Os apelos a uma atenção redobrada ao combate do chamado crime de colarinho branco têm em conta a realidade do país, marcado por elevados índices de corrupção, onde há alguns poucos que se julgam acima da lei e intocáveis perante a justiça, não hesitando em prevaricar pela confiança que têm de que nada lhes acontecerá.
Os tribunais existem exactamente para dirimirem os conflitos que vão surgindo na sociedade há que respeitar sempre o princípio da presunção da inocência.
Seria de todo aconselhável e desejável não seguir práticas que se vêem noutras paragens, de julgamentos e sentenças na praça pública, através de meios de comunicação social, redes sociais, blogosfera, e outros meios que se transformam em centros de intoxicação da opinião pública, passando por cima da honra, reputação e a preservação do bom nome a que todos têm direito. Há um tempo para tudo e este, agora, é o tempo da Justiça.
O novo Código Penal foi já aprovado pelo Governo e deve seguir agora para o parlamento, onde já esteve e quase esteve para ser aprovado à pressa no final da anterior legislatura. Mantém-se polémico quanto baste em questões fracturantes como a despenalização do aborto, não deixando de olhar também para o combate à corrupção, tema tabu até a um passado recente e no novo quadro político passou para toda a actualidade.
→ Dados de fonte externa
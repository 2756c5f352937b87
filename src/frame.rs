/*! The encapsulation tree exchanged between socket layers.

A [Frame] is one protocol layer: the octets of its own header plus, optionally, the frame
it carries. A frame without an encapsulated child is a leaf whose `header` is its whole
content.
*/

use core::fmt;

use crate::wire::{self, Ipv4Packet, TcpPacket};

/// The layer a [Frame] header belongs to.
#[derive(Debug, PartialEq, Eq, Clone, Copy, Hash)]
pub enum Kind {
    /// Opaque octets, usually an application payload.
    Raw,
    /// An IPv4 header.
    Ipv4,
    /// A TCP header.
    Tcp,
}

impl fmt::Display for Kind {
    fn fmt(&self, f: &mut fmt::Formatter) -> fmt::Result {
        match self {
            Kind::Raw => write!(f, "raw"),
            Kind::Ipv4 => write!(f, "IPv4"),
            Kind::Tcp => write!(f, "TCP"),
        }
    }
}

#[derive(Debug, PartialEq, Eq, Clone)]
pub struct Frame {
    kind: Kind,
    header: Vec<u8>,
    encapsulated: Option<Box<Frame>>,
}

impl Frame {
    /// Create a frame with the given header, wrapping `inner`.
    pub fn new(kind: Kind, header: Vec<u8>, inner: Option<Frame>) -> Frame {
        Frame {
            kind,
            header,
            encapsulated: inner.map(Box::new),
        }
    }

    /// Create a leaf frame holding opaque octets.
    pub fn raw(data: impl Into<Vec<u8>>) -> Frame {
        Frame::new(Kind::Raw, data.into(), None)
    }

    /// Parse an IPv4 datagram into an `Ipv4` frame wrapping a raw payload.
    ///
    /// The total length field is honoured, so trailing link-layer padding is dropped.
    pub fn parse_ipv4(data: &[u8]) -> wire::Result<Frame> {
        let packet = Ipv4Packet::new_checked(data)?;
        let header_len = packet.header_len() as usize;
        let total_len = packet.total_len() as usize;
        Ok(Frame::new(
            Kind::Ipv4,
            data[..header_len].to_vec(),
            Some(Frame::raw(&data[header_len..total_len])),
        ))
    }

    /// Parse a TCP segment into a `Tcp` frame wrapping a raw payload.
    pub fn parse_tcp(data: &[u8]) -> wire::Result<Frame> {
        let packet = TcpPacket::new_checked(data)?;
        let header_len = packet.header_len() as usize;
        Ok(Frame::new(
            Kind::Tcp,
            data[..header_len].to_vec(),
            Some(Frame::raw(&data[header_len..])),
        ))
    }

    pub fn kind(&self) -> Kind {
        self.kind
    }

    /// Return the octets of this layer's own header.
    pub fn header(&self) -> &[u8] {
        &self.header
    }

    /// Return the frame carried by this one, if any.
    pub fn encapsulated(&self) -> Option<&Frame> {
        self.encapsulated.as_deref()
    }

    /// Consume the frame, returning the frame carried by it.
    pub fn into_encapsulated(self) -> Option<Frame> {
        self.encapsulated.map(|inner| *inner)
    }

    /// Return the total length of this frame and everything it carries, in octets.
    pub fn length(&self) -> usize {
        self.header.len() + self.encapsulated().map_or(0, Frame::length)
    }

    /// Return this frame serialized: its header followed by the carried frame.
    pub fn bytes(&self) -> Vec<u8> {
        let mut bytes = Vec::with_capacity(self.length());
        self.write_into(&mut bytes);
        bytes
    }

    fn write_into(&self, bytes: &mut Vec<u8>) {
        bytes.extend_from_slice(&self.header);
        if let Some(inner) = self.encapsulated() {
            inner.write_into(bytes);
        }
    }
}

impl fmt::Display for Frame {
    fn fmt(&self, f: &mut fmt::Formatter) -> fmt::Result {
        write!(f, "{} ({} octets)", self.kind, self.header.len())?;
        if let Some(inner) = self.encapsulated() {
            write!(f, " / {inner}")?;
        }
        Ok(())
    }
}
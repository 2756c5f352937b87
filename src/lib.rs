/*! A user-space TCP/IP stack assembled from stackable sockets.

Every protocol layer is a [socket::Socket]: a bidirectional unit that decapsulates frames
travelling up (`push_up`) and encapsulates frames travelling down (`push_down`). Units are
chained with [socket::link]; each one hands its output to its neighbour through a
[socket::Sink].

 * The [wire] module holds the bit-exact IPv4 and TCP codecs.
 * The [frame] module holds the encapsulation tree exchanged between layers.
 * [socket::ip::IpSocket] fragments and reassembles datagrams and supplies the TCP
   pseudo-header.
 * [socket::tcp::TcpSocket] runs the TCP connection state machine on top of it, with
   retransmission driven by a [timer::Timer] thread.
 * [stack::TcpIpStack] wires the two together.

The frame dispatch pipeline that feeds received frames in, and consumes outgoing frames,
is not part of this crate; it only has to call [stack::TcpIpStack::push_up] and attach a
[socket::Sink] below the IP layer.
*/

#![deny(unsafe_code)]

#[macro_use]
mod macros;

pub mod config;
pub mod frame;
mod rand;
pub mod socket;
pub mod stack;
pub mod storage;
pub mod time;
pub mod timer;
pub mod wire;

pub use self::config::Config;
pub use self::frame::Frame;
pub use self::stack::TcpIpStack;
Neste regresso à Assembleia Nacional espera-se celeridade mas impondo a sua discussão a todas as franjas da sociedade e não que se siga uma política de exclusão, como no passado. Como ainda ontem dizia um conhecido professor universitário, as leis não devem ser apenas os juristas a trabalhar, da mesma maneira que nos programas económicos não devem ser só os economistas a ditar as regras. Há que ter em conta todas as sensibilidades e é cruzando esses variados entendimentos que pode resultar medidas de grande profundidade nas quais todos ou ou a maioria se revejam.